→ Problem details
Records follow. Pull out every line that contains "Geometry".

→ Data records
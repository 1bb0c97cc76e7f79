//! UI-agnostic chat session state
//!
//! Holds the draft question, the API key, the message log and the pending
//! flag. The terminal screen and the one-shot CLI both drive the same
//! session; neither owns any chat logic of its own.

use tracing::{error, info, warn};

use crate::detect::{DetectClient, DetectError, DetectRequest, DetectResponse};

pub const MISSING_API_KEY: &str = "⚠️ Please enter your API key.";
pub const CONNECTION_FAILED: &str = "❌ Error connecting to backend";
pub const UNKNOWN_BACKEND_ERROR: &str = "❌ Unknown backend error";
pub const NO_RESPONSE_DETECTED: &str = "No response detected";

/// Who a message in the log came from
#[derive(Debug, Clone, Copy, PartialEq, Eq)]
pub enum Sender {
    User,
    Bot,
    System,
}

/// One entry of the message log. Never mutated once appended.
#[derive(Debug, Clone, PartialEq, Eq)]
pub struct Message {
    pub sender: Sender,
    pub text: String,
}

/// Hook run after every append to the message log.
pub trait LogObserver {
    fn log_changed(&mut self, messages: &[Message]);
}

impl LogObserver for () {
    fn log_changed(&mut self, _messages: &[Message]) {}
}

/// What a call to [`ChatSession::submit`] did.
#[derive(Debug, Clone, PartialEq, Eq)]
pub enum Submission {
    /// No key entered; a system message was appended.
    MissingApiKey,
    /// Nothing to send; the session is unchanged.
    EmptyQuestion,
    /// The question was logged and the request must now be sent.
    Dispatched(DetectRequest),
}

pub struct ChatSession<O = ()> {
    draft: String,
    api_key: String,
    messages: Vec<Message>,
    pending: bool,
    observer: O,
}

impl<O: LogObserver> ChatSession<O> {
    pub fn new(observer: O) -> Self {
        Self {
            draft: String::new(),
            api_key: String::new(),
            messages: Vec::new(),
            pending: false,
            observer,
        }
    }

    pub fn draft(&self) -> &str {
        &self.draft
    }

    pub fn draft_mut(&mut self) -> &mut String {
        &mut self.draft
    }

    pub fn set_draft(&mut self, draft: impl Into<String>) {
        self.draft = draft.into();
    }

    pub fn api_key(&self) -> &str {
        &self.api_key
    }

    pub fn api_key_mut(&mut self) -> &mut String {
        &mut self.api_key
    }

    pub fn set_api_key(&mut self, api_key: impl Into<String>) {
        self.api_key = api_key.into();
    }

    pub fn messages(&self) -> &[Message] {
        &self.messages
    }

    pub fn is_pending(&self) -> bool {
        self.pending
    }

    /// Gate for the send action. Advisory: `submit` itself does not check it.
    pub fn can_submit(&self) -> bool {
        !self.pending && !self.draft.trim().is_empty()
    }

    pub fn observer(&self) -> &O {
        &self.observer
    }

    pub fn observer_mut(&mut self) -> &mut O {
        &mut self.observer
    }

    /// Validate the current key and draft and, if both are present, log the
    /// question, clear the draft and mark the session pending.
    ///
    /// The key is checked before the question, so an empty key is reported
    /// even when the draft is empty too.
    pub fn submit(&mut self) -> Submission {
        if self.api_key.trim().is_empty() {
            self.push(Sender::System, MISSING_API_KEY.to_string());
            return Submission::MissingApiKey;
        }
        if self.draft.trim().is_empty() {
            return Submission::EmptyQuestion;
        }

        let question = std::mem::take(&mut self.draft);
        let request = DetectRequest::new(&self.api_key, &question);
        self.push(Sender::User, question);
        self.pending = true;

        Submission::Dispatched(request)
    }

    /// Record the outcome of a dispatched request and clear the pending flag.
    pub fn settle(&mut self, result: Result<DetectResponse, DetectError>) -> &Message {
        let reply = reply_text(result);
        self.push(Sender::Bot, reply);
        self.pending = false;

        // push just appended, so the log is non-empty
        &self.messages[self.messages.len() - 1]
    }

    /// Submit and wait for the request in one step.
    pub async fn submit_with(&mut self, client: &DetectClient) -> Submission {
        let submission = self.submit();
        if let Submission::Dispatched(request) = &submission {
            let result = client.detect(request).await;
            self.settle(result);
        }
        submission
    }

    fn push(&mut self, sender: Sender, text: String) {
        self.messages.push(Message { sender, text });
        self.observer.log_changed(&self.messages);
    }
}

/// Text shown for the outcome of a detect request.
pub fn reply_text(result: Result<DetectResponse, DetectError>) -> String {
    match result {
        Ok(response) if response.is_success() => {
            let category = response.category().unwrap_or(NO_RESPONSE_DETECTED);
            info!(category, "topic detected");
            category.to_string()
        }
        Ok(response) => {
            warn!(status = %response.status, detail = ?response.detail(), "detect request rejected");
            response
                .detail()
                .unwrap_or(UNKNOWN_BACKEND_ERROR)
                .to_string()
        }
        Err(e) => {
            error!(error = %e, "detect request failed");
            CONNECTION_FAILED.to_string()
        }
    }
}

#[cfg(test)]
mod tests {
    use super::*;
    use crate::detect::tests::{dead_endpoint, serve_once};
    use reqwest::StatusCode;
    use serde_json::json;

    #[derive(Default)]
    struct CountingObserver {
        calls: usize,
        last_len: usize,
    }

    impl LogObserver for CountingObserver {
        fn log_changed(&mut self, messages: &[Message]) {
            self.calls += 1;
            self.last_len = messages.len();
        }
    }

    fn response(status: StatusCode, body: serde_json::Value) -> Result<DetectResponse, DetectError> {
        Ok(DetectResponse { status, body })
    }

    fn ready_session() -> ChatSession<CountingObserver> {
        let mut session = ChatSession::new(CountingObserver::default());
        session.set_api_key("key-123");
        session.set_draft("solve x + 2 = 5");
        session
    }

    #[test]
    fn empty_key_appends_one_system_message() {
        let mut session = ChatSession::new(CountingObserver::default());
        session.set_draft("what is a derivative?");

        assert_eq!(session.submit(), Submission::MissingApiKey);
        assert_eq!(
            session.messages(),
            &[Message { sender: Sender::System, text: MISSING_API_KEY.to_string() }]
        );
        assert_eq!(session.draft(), "what is a derivative?");
        assert!(!session.is_pending());
        assert_eq!(session.observer().calls, 1);
    }

    #[test]
    fn key_is_checked_before_question() {
        let mut session = ChatSession::new(());
        assert_eq!(session.submit(), Submission::MissingApiKey);
        assert_eq!(session.messages().len(), 1);
    }

    #[test]
    fn whitespace_key_counts_as_missing() {
        let mut session = ChatSession::new(());
        session.set_api_key("   ");
        session.set_draft("q");
        assert_eq!(session.submit(), Submission::MissingApiKey);
    }

    #[test]
    fn empty_question_is_a_silent_no_op() {
        let mut session = ChatSession::new(CountingObserver::default());
        session.set_api_key("key-123");
        session.set_draft("   ");

        assert_eq!(session.submit(), Submission::EmptyQuestion);
        assert!(session.messages().is_empty());
        assert!(!session.is_pending());
        assert_eq!(session.draft(), "   ");
        assert_eq!(session.observer().calls, 0);
    }

    #[test]
    fn valid_submit_logs_question_and_clears_draft() {
        let mut session = ready_session();

        let submission = session.submit();
        assert_eq!(
            submission,
            Submission::Dispatched(DetectRequest::new("key-123", "solve x + 2 = 5"))
        );
        assert_eq!(session.draft(), "");
        assert!(session.is_pending());
        assert!(!session.can_submit());
        assert_eq!(
            session.messages(),
            &[Message { sender: Sender::User, text: "solve x + 2 = 5".to_string() }]
        );
        assert_eq!(session.observer().last_len, 1);
    }

    #[test]
    fn question_is_sent_untrimmed() {
        let mut session = ChatSession::new(());
        session.set_api_key("k");
        session.set_draft("  padded ");

        match session.submit() {
            Submission::Dispatched(request) => assert_eq!(request.question, "  padded "),
            other => panic!("unexpected submission: {:?}", other),
        }
    }

    #[test]
    fn success_uses_category() {
        let mut session = ready_session();
        session.submit();

        let reply = session.settle(response(StatusCode::OK, json!({ "category": "Algebra" })));
        assert_eq!(reply, &Message { sender: Sender::Bot, text: "Algebra".to_string() });
        assert!(!session.is_pending());
    }

    #[test]
    fn success_without_category_uses_fallback() {
        let mut session = ready_session();
        session.submit();

        let reply = session.settle(response(StatusCode::OK, json!({})));
        assert_eq!(reply.text, NO_RESPONSE_DETECTED);
    }

    #[test]
    fn rejection_uses_detail() {
        let mut session = ready_session();
        session.submit();

        let reply = session.settle(response(StatusCode::UNAUTHORIZED, json!({ "detail": "Invalid key" })));
        assert_eq!(reply.text, "Invalid key");
        assert!(!session.is_pending());
    }

    #[test]
    fn rejection_without_detail_uses_generic_error() {
        let mut session = ready_session();
        session.submit();

        let reply = session.settle(response(StatusCode::INTERNAL_SERVER_ERROR, json!({ "category": "Algebra" })));
        assert_eq!(reply.text, UNKNOWN_BACKEND_ERROR);
    }

    #[test]
    fn non_200_success_codes_are_rejections() {
        let mut session = ready_session();
        session.submit();

        let reply = session.settle(response(StatusCode::CREATED, json!({ "category": "Algebra" })));
        assert_eq!(reply.text, UNKNOWN_BACKEND_ERROR);
    }

    #[tokio::test]
    async fn transport_failure_uses_fixed_message() {
        let client = DetectClient::new(&dead_endpoint().await);
        let mut session = ready_session();

        let submission = session.submit_with(&client).await;
        assert!(matches!(submission, Submission::Dispatched(_)));
        assert_eq!(session.messages().len(), 2);
        assert_eq!(
            session.messages()[1],
            Message { sender: Sender::Bot, text: CONNECTION_FAILED.to_string() }
        );
        assert!(!session.is_pending());
    }

    #[tokio::test]
    async fn submit_with_makes_exactly_one_call() {
        let (url, server) = serve_once("200 OK", r#"{"category":"Geometry"}"#).await;
        let client = DetectClient::new(&url);
        let mut session = ready_session();

        session.submit_with(&client).await;
        server.await.unwrap();

        let texts: Vec<&str> = session.messages().iter().map(|m| m.text.as_str()).collect();
        assert_eq!(texts, vec!["solve x + 2 = 5", "Geometry"]);
        assert_eq!(session.observer().calls, 2);
    }

    #[tokio::test]
    async fn input_errors_make_no_call() {
        let client = DetectClient::new(&dead_endpoint().await);

        let mut no_key = ChatSession::new(());
        no_key.set_draft("q");
        assert_eq!(no_key.submit_with(&client).await, Submission::MissingApiKey);
        assert_eq!(no_key.messages().len(), 1);

        let mut no_question = ChatSession::new(());
        no_question.set_api_key("k");
        assert_eq!(no_question.submit_with(&client).await, Submission::EmptyQuestion);
        assert!(no_question.messages().is_empty());
    }

    #[test]
    fn log_is_append_only_across_submissions() {
        let mut session = ChatSession::new(());
        session.set_api_key("k");
        let outcomes = [
            response(StatusCode::OK, json!({ "category": "Algebra" })),
            response(StatusCode::FORBIDDEN, json!({ "detail": "Quota exceeded" })),
            response(StatusCode::OK, json!({})),
        ];

        let mut previous: Vec<Message> = Vec::new();
        for (i, outcome) in outcomes.into_iter().enumerate() {
            session.set_draft(format!("question {}", i));
            session.submit();
            session.settle(outcome);

            let log = session.messages();
            assert!(log.len() > previous.len());
            assert_eq!(&log[..previous.len()], previous.as_slice());
            previous = log.to_vec();
        }

        let texts: Vec<&str> = previous.iter().map(|m| m.text.as_str()).collect();
        assert_eq!(
            texts,
            vec![
                "question 0",
                "Algebra",
                "question 1",
                "Quota exceeded",
                "question 2",
                NO_RESPONSE_DETECTED,
            ]
        );
    }

    #[test]
    fn draft_stays_cleared_whatever_the_outcome() {
        let mut session = ready_session();
        session.submit();
        assert_eq!(session.draft(), "");

        session.settle(response(StatusCode::BAD_REQUEST, json!({ "detail": "nope" })));
        assert_eq!(session.draft(), "");
    }
}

→ Solution to this exercise
        let (url, server) = serve_once("200 OK", r#"{"category":"Geometry"}"#).await;
        assert_eq!(texts, vec!["solve x + 2 = 5", "Geometry"]);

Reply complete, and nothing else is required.